Etihad operated up to 40 of its fleet of 97 passenger aircraft in Q2, including Boeing 787 Dreamliners, 777-300ERs, and Airbus A320 family aircraft as belly-hold cargo freighters to complement Etihad Cargo’s operational fleet of six 777-200F freighters. Between 25 March and 15 June, over 640 special passenger flights were operated to 45 online and offline destinations, using the passenger cabins of these aircraft to fly foreign nationals out of the UAE, and to bring UAE nationals back home.

Adam Boukadida, Chief Financial Officer, Etihad Aviation Group, said: “A greater emphasis is being placed on a drive towards increased cost optimisation and efficiencies across the entire business to face the hurdles placed in our way by COVID-19. Our suppliers and partners have also worked closely with us, including the arrangement of payment holidays with lessors and savings discussions with all of our supply chain, so we can re-emerge stronger together.”

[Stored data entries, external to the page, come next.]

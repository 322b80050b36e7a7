use axum::extract::{Path, State};
use axum::http::{header, StatusCode};
use axum::response::IntoResponse;
use axum::Json;
use chrono::{DateTime, Utc};
use serde::{Deserialize, Serialize};
use uuid::Uuid;

use crate::billing::{self, Fee};
use crate::models::{PlateNumber, Ticket, TicketStatus, VehicleCategory};
use crate::state::AppState;
use crate::store::DeliveryTransition;
use crate::utils::error::AppError;
use crate::utils::extract::ApiJson;
use crate::utils::response::delivery_ack;

#[derive(Serialize)]
struct HealthPayload {
    status: &'static str,
    service: &'static str,
}

#[derive(Debug, Deserialize)]
#[serde(rename_all = "camelCase")]
pub struct EntryRequest {
    pub plate_number: String,
    pub vehicle_type: VehicleCategory,
}

#[derive(Debug, Deserialize)]
#[serde(rename_all = "camelCase")]
pub struct ExitRequest {
    pub qr_token: String,
}

/// Ticket payload shared by every session endpoint. Fields that do not
/// apply to a given operation are omitted from the JSON entirely.
#[derive(Debug, Serialize)]
#[serde(rename_all = "camelCase")]
pub struct TicketResponse {
    pub ticket: Ticket,
    #[serde(skip_serializing_if = "Option::is_none")]
    pub qr_code: Option<String>,
    #[serde(skip_serializing_if = "Option::is_none")]
    pub verify_url: Option<String>,
    #[serde(skip_serializing_if = "Option::is_none")]
    pub time_elapsed: Option<u64>,
    #[serde(skip_serializing_if = "Option::is_none")]
    pub estimated_fee: Option<Fee>,
    #[serde(skip_serializing_if = "Option::is_none")]
    pub total_minutes: Option<u64>,
    #[serde(skip_serializing_if = "Option::is_none")]
    pub total_hours: Option<u64>,
}

impl TicketResponse {
    fn bare(ticket: Ticket) -> Self {
        Self {
            ticket,
            qr_code: None,
            verify_url: None,
            time_elapsed: None,
            estimated_fee: None,
            total_minutes: None,
            total_hours: None,
        }
    }
}

pub async fn health_check() -> impl IntoResponse {
    Json(HealthPayload {
        status: "ok",
        service: "parqueo-api",
    })
}

/// Opens a session for a vehicle and arms the delivery countdown.
pub async fn register_entry(
    State(state): State<AppState>,
    ApiJson(request): ApiJson<EntryRequest>,
) -> Result<impl IntoResponse, AppError> {
    let plate = PlateNumber::parse(&request.plate_number)?;
    let ticket = state.store.create(plate, request.vehicle_type)?;
    state.delivery.arm(&ticket);

    let qr_code = state.config.qr_image_url(&ticket.qr_token);
    let verify_url = state.config.verify_url(&ticket.qr_token);

    Ok((
        StatusCode::CREATED,
        Json(TicketResponse {
            qr_code: Some(qr_code),
            verify_url: Some(verify_url),
            ..TicketResponse::bare(ticket)
        }),
    ))
}

/// Settles the session behind a scanned token. Safe to retry; a settled
/// session replies with its stored fee.
pub async fn process_exit(
    State(state): State<AppState>,
    ApiJson(request): ApiJson<ExitRequest>,
) -> Result<impl IntoResponse, AppError> {
    let settlement = state.store.complete_exit(&request.qr_token)?;

    Ok(Json(TicketResponse {
        total_minutes: Some(settlement.total_minutes),
        total_hours: Some(settlement.total_hours),
        ..TicketResponse::bare(settlement.ticket)
    }))
}

pub async fn confirm_digital(
    State(state): State<AppState>,
    Path(token): Path<String>,
) -> Result<impl IntoResponse, AppError> {
    let transition = state.delivery.confirm_digital(&token)?;
    let message = match transition {
        DeliveryTransition::Applied(_) => "Entrega digital confirmada",
        DeliveryTransition::AlreadyInRequestedState(_) => {
            "La entrega digital ya estaba confirmada"
        }
    };
    Ok(delivery_ack(message))
}

pub async fn mark_printed(
    State(state): State<AppState>,
    Path(token): Path<String>,
) -> Result<impl IntoResponse, AppError> {
    let transition = state.delivery.mark_printed(&token)?;
    let message = match transition {
        DeliveryTransition::Applied(_) => "Impresión registrada",
        DeliveryTransition::AlreadyInRequestedState(_) => "La impresión ya estaba registrada",
    };
    Ok(delivery_ack(message))
}

/// Live dashboard aggregate.
pub async fn parking_status(State(state): State<AppState>) -> impl IntoResponse {
    Json(state.store.status_snapshot())
}

/// Full history in insertion order, with informational elapsed time and
/// fee estimates.
pub async fn list_tickets(State(state): State<AppState>) -> impl IntoResponse {
    let now = state.store.now();
    let tickets: Vec<TicketResponse> = state
        .store
        .list_all()
        .into_iter()
        .map(|ticket| detail_response(&state, ticket, now))
        .collect();
    Json(tickets)
}

pub async fn get_ticket(
    State(state): State<AppState>,
    Path(ticket_id): Path<Uuid>,
) -> Result<impl IntoResponse, AppError> {
    let ticket = state.store.lookup_by_id(ticket_id)?;
    let now = state.store.now();
    Ok(Json(detail_response(&state, ticket, now)))
}

/// Public lookup used by the verification page; the token is the only
/// credential.
pub async fn get_ticket_by_token(
    State(state): State<AppState>,
    Path(token): Path<String>,
) -> Result<impl IntoResponse, AppError> {
    let ticket = state.store.lookup_by_token(&token)?;
    let now = state.store.now();
    Ok(Json(detail_response(&state, ticket, now)))
}

/// Scannable artifact for a ticket, rendered on demand.
pub async fn ticket_image(
    State(state): State<AppState>,
    Path(token): Path<String>,
) -> Result<impl IntoResponse, AppError> {
    let ticket = state.store.lookup_by_token(&token)?;
    let verify_url = state.config.verify_url(&ticket.qr_token);
    let bytes = state.renderer.render(&ticket, &verify_url);

    Ok((
        [(header::CONTENT_TYPE, state.renderer.content_type())],
        bytes,
    ))
}

/// Operator correction for a mistaken entry. No fee is charged.
pub async fn cancel_ticket(
    State(state): State<AppState>,
    Path(ticket_id): Path<Uuid>,
) -> Result<impl IntoResponse, AppError> {
    let ticket = state.store.cancel(ticket_id)?;
    Ok(Json(TicketResponse::bare(ticket)))
}

fn detail_response(state: &AppState, ticket: Ticket, now: DateTime<Utc>) -> TicketResponse {
    let (time_elapsed, estimated_fee) = match ticket.status {
        TicketStatus::Active => {
            let rate = state.store.rates().rate_for(ticket.vehicle_type);
            (
                billing::elapsed_minutes(ticket.entry_timestamp, now),
                billing::estimate_fee(ticket.entry_timestamp, now, rate),
            )
        }
        // Settled sessions report their frozen interval and fee.
        TicketStatus::Completed => (
            ticket
                .exit_timestamp
                .map(|exit| billing::elapsed_minutes(ticket.entry_timestamp, exit))
                .unwrap_or(0),
            ticket.calculated_fee,
        ),
        TicketStatus::Cancelled => (0, None),
    };

    TicketResponse {
        time_elapsed: Some(time_elapsed),
        estimated_fee,
        ..TicketResponse::bare(ticket)
    }
}
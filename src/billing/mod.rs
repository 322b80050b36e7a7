//! Fee calculation for completed parking sessions. Pure functions over
//! timestamps and the hourly rate table; no storage or I/O concerns.

use chrono::{DateTime, Utc};
use serde::{Deserialize, Serialize};
use thiserror::Error;

use crate::models::VehicleCategory;

pub const DEFAULT_CAR_RATE_CENTS: u64 = 200;
pub const DEFAULT_MOTORCYCLE_RATE_CENTS: u64 = 100;
pub const DEFAULT_BICYCLE_RATE_CENTS: u64 = 50;

/// Monetary amount in integer cents. Never a float.
#[derive(Debug, Clone, Copy, PartialEq, Eq, PartialOrd, Ord, Serialize, Deserialize)]
#[serde(transparent)]
pub struct Fee(u64);

impl Fee {
    pub const ZERO: Fee = Fee(0);

    pub const fn from_cents(cents: u64) -> Self {
        Self(cents)
    }

    pub const fn cents(self) -> u64 {
        self.0
    }

    pub const fn saturating_add(self, other: Fee) -> Fee {
        Fee(self.0.saturating_add(other.0))
    }

    const fn saturating_mul(self, factor: u64) -> Fee {
        Fee(self.0.saturating_mul(factor))
    }
}

#[derive(Debug, Clone, Copy, PartialEq, Eq, Error)]
pub enum BillingError {
    #[error("exit timestamp {exit} precedes entry timestamp {entry}")]
    InvalidInterval {
        entry: DateTime<Utc>,
        exit: DateTime<Utc>,
    },
}

/// Hourly rates per vehicle category, in cents.
#[derive(Debug, Clone)]
pub struct RateTable {
    car: Fee,
    motorcycle: Fee,
    bicycle: Fee,
}

impl RateTable {
    pub fn new(car_cents: u64, motorcycle_cents: u64, bicycle_cents: u64) -> Self {
        Self {
            car: Fee::from_cents(car_cents),
            motorcycle: Fee::from_cents(motorcycle_cents),
            bicycle: Fee::from_cents(bicycle_cents),
        }
    }

    pub fn rate_for(&self, category: VehicleCategory) -> Fee {
        match category {
            VehicleCategory::Car => self.car,
            VehicleCategory::Motorcycle => self.motorcycle,
            VehicleCategory::Bicycle => self.bicycle,
        }
    }
}

impl Default for RateTable {
    fn default() -> Self {
        Self::new(
            DEFAULT_CAR_RATE_CENTS,
            DEFAULT_MOTORCYCLE_RATE_CENTS,
            DEFAULT_BICYCLE_RATE_CENTS,
        )
    }
}

#[derive(Debug, Clone, Copy, PartialEq, Eq)]
pub struct BillingBreakdown {
    pub minutes: u64,
    pub hours: u64,
    pub fee: Fee,
}

/// Minutes billed for an occupancy interval: seconds rounded up to the
/// next minute, with a one minute floor so a same-minute exit still bills.
pub fn billable_minutes(entry: DateTime<Utc>, exit: DateTime<Utc>) -> u64 {
    let seconds = (exit - entry).num_seconds().max(0) as u64;
    seconds.div_ceil(60).max(1)
}

/// Hours billed for a number of billable minutes: rounded up, one hour
/// minimum.
pub fn billable_hours(minutes: u64) -> u64 {
    minutes.div_ceil(60).max(1)
}

/// Whole minutes elapsed, rounded down. Display quantity only, never
/// used for billing.
pub fn elapsed_minutes(from: DateTime<Utc>, to: DateTime<Utc>) -> u64 {
    ((to - from).num_seconds().max(0) as u64) / 60
}

/// Settles an interval against an hourly rate. Partial hours round up,
/// with a one hour minimum. Rejects intervals that run backwards instead
/// of clamping them.
pub fn compute_fee(
    entry: DateTime<Utc>,
    exit: DateTime<Utc>,
    rate: Fee,
) -> Result<BillingBreakdown, BillingError> {
    if exit < entry {
        return Err(BillingError::InvalidInterval { entry, exit });
    }

    let minutes = billable_minutes(entry, exit);
    let hours = billable_hours(minutes);

    Ok(BillingBreakdown {
        minutes,
        hours,
        fee: rate.saturating_mul(hours),
    })
}

/// Fee the session would settle at if it ended now. `None` when the
/// interval is invalid; estimates never fail a request.
pub fn estimate_fee(entry: DateTime<Utc>, now: DateTime<Utc>, rate: Fee) -> Option<Fee> {
    compute_fee(entry, now, rate).ok().map(|breakdown| breakdown.fee)
}

#[cfg(test)]
mod tests {
    use super::*;
    use chrono::Duration;

    fn entry() -> DateTime<Utc> {
        "2026-03-01T08:00:00Z".parse().unwrap()
    }

    #[test]
    fn test_immediate_exit_bills_one_hour() {
        let rates = RateTable::default();
        let breakdown = compute_fee(entry(), entry(), rates.rate_for(VehicleCategory::Car)).unwrap();

        assert_eq!(breakdown.minutes, 1);
        assert_eq!(breakdown.hours, 1);
        assert_eq!(breakdown.fee, Fee::from_cents(200));
    }

    #[test]
    fn test_sixty_one_minutes_bills_two_hours() {
        let rates = RateTable::default();
        let exit = entry() + Duration::minutes(61);
        let breakdown = compute_fee(entry(), exit, rates.rate_for(VehicleCategory::Car)).unwrap();

        assert_eq!(breakdown.minutes, 61);
        assert_eq!(breakdown.hours, 2);
    }

    #[test]
    fn test_exact_hour_does_not_round_up() {
        let rates = RateTable::default();
        let exit = entry() + Duration::minutes(120);
        let breakdown =
            compute_fee(entry(), exit, rates.rate_for(VehicleCategory::Bicycle)).unwrap();

        assert_eq!(breakdown.hours, 2);
        assert_eq!(breakdown.fee, Fee::from_cents(100));
    }

    #[test]
    fn test_car_125_minutes_bills_three_hours() {
        let rates = RateTable::default();
        let exit = entry() + Duration::minutes(125);
        let breakdown = compute_fee(entry(), exit, rates.rate_for(VehicleCategory::Car)).unwrap();

        assert_eq!(breakdown.hours, 3);
        assert_eq!(breakdown.fee, Fee::from_cents(600));
    }

    #[test]
    fn test_motorcycle_half_hour_bills_one_hour() {
        let rates = RateTable::default();
        let exit = entry() + Duration::minutes(30);
        let breakdown =
            compute_fee(entry(), exit, rates.rate_for(VehicleCategory::Motorcycle)).unwrap();

        assert_eq!(breakdown.hours, 1);
        assert_eq!(breakdown.fee, Fee::from_cents(100));
    }

    #[test]
    fn test_partial_minute_rounds_up() {
        let exit = entry() + Duration::seconds(90);
        assert_eq!(billable_minutes(entry(), exit), 2);
        // Display elapsed rounds down instead.
        assert_eq!(elapsed_minutes(entry(), exit), 1);
    }

    #[test]
    fn test_backwards_interval_is_rejected() {
        let rates = RateTable::default();
        let exit = entry() - Duration::seconds(1);
        let result = compute_fee(entry(), exit, rates.rate_for(VehicleCategory::Car));

        assert!(matches!(result, Err(BillingError::InvalidInterval { .. })));
        assert_eq!(estimate_fee(entry(), exit, Fee::from_cents(200)), None);
    }

    #[test]
    fn test_rate_table_overrides() {
        let rates = RateTable::new(300, 150, 75);
        assert_eq!(rates.rate_for(VehicleCategory::Car), Fee::from_cents(300));
        assert_eq!(
            rates.rate_for(VehicleCategory::Motorcycle),
            Fee::from_cents(150)
        );
        assert_eq!(rates.rate_for(VehicleCategory::Bicycle), Fee::from_cents(75));
    }
}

Throughout August and September, subject to the lifting of international restrictions and the re-opening of individual markets, the airline aims to fly to 61 destinations worldwide from its Abu Dhabi hub, operating approximately 50 per cent of its pre-COVID capacity.

Etihad has made redundancies and reduce salaries to cope with the situation.

Douglas adds: “Etihad, like all major airlines, has had no choice but to embrace the ambiguity of the situation it has been thrown into, and with much sadness, we have had to make some extremely difficult decisions to reduce the size of the workforce by several thousand.”

With most of its passenger aircraft on the ground, Etihad confirmed that it had embarked on the biggest aircraft maintenance programme in its history. The airline’s MRO division, Etihad Engineering, performed maintenance work on 97 passenger aircraft including 29 A320 and A321s, 10 A380s, 39 787s, and 19 777-300ERs. This ranged from minor maintenance tasks, such as seat repairs and updates to inflight entertainment systems, to bringing forward scheduled engine changes and modifications on several aircraft, reducing the need to withdraw them from service when scheduled services resumed. The extensive programme was additional to the routine maintenance which is carried out at regular intervals.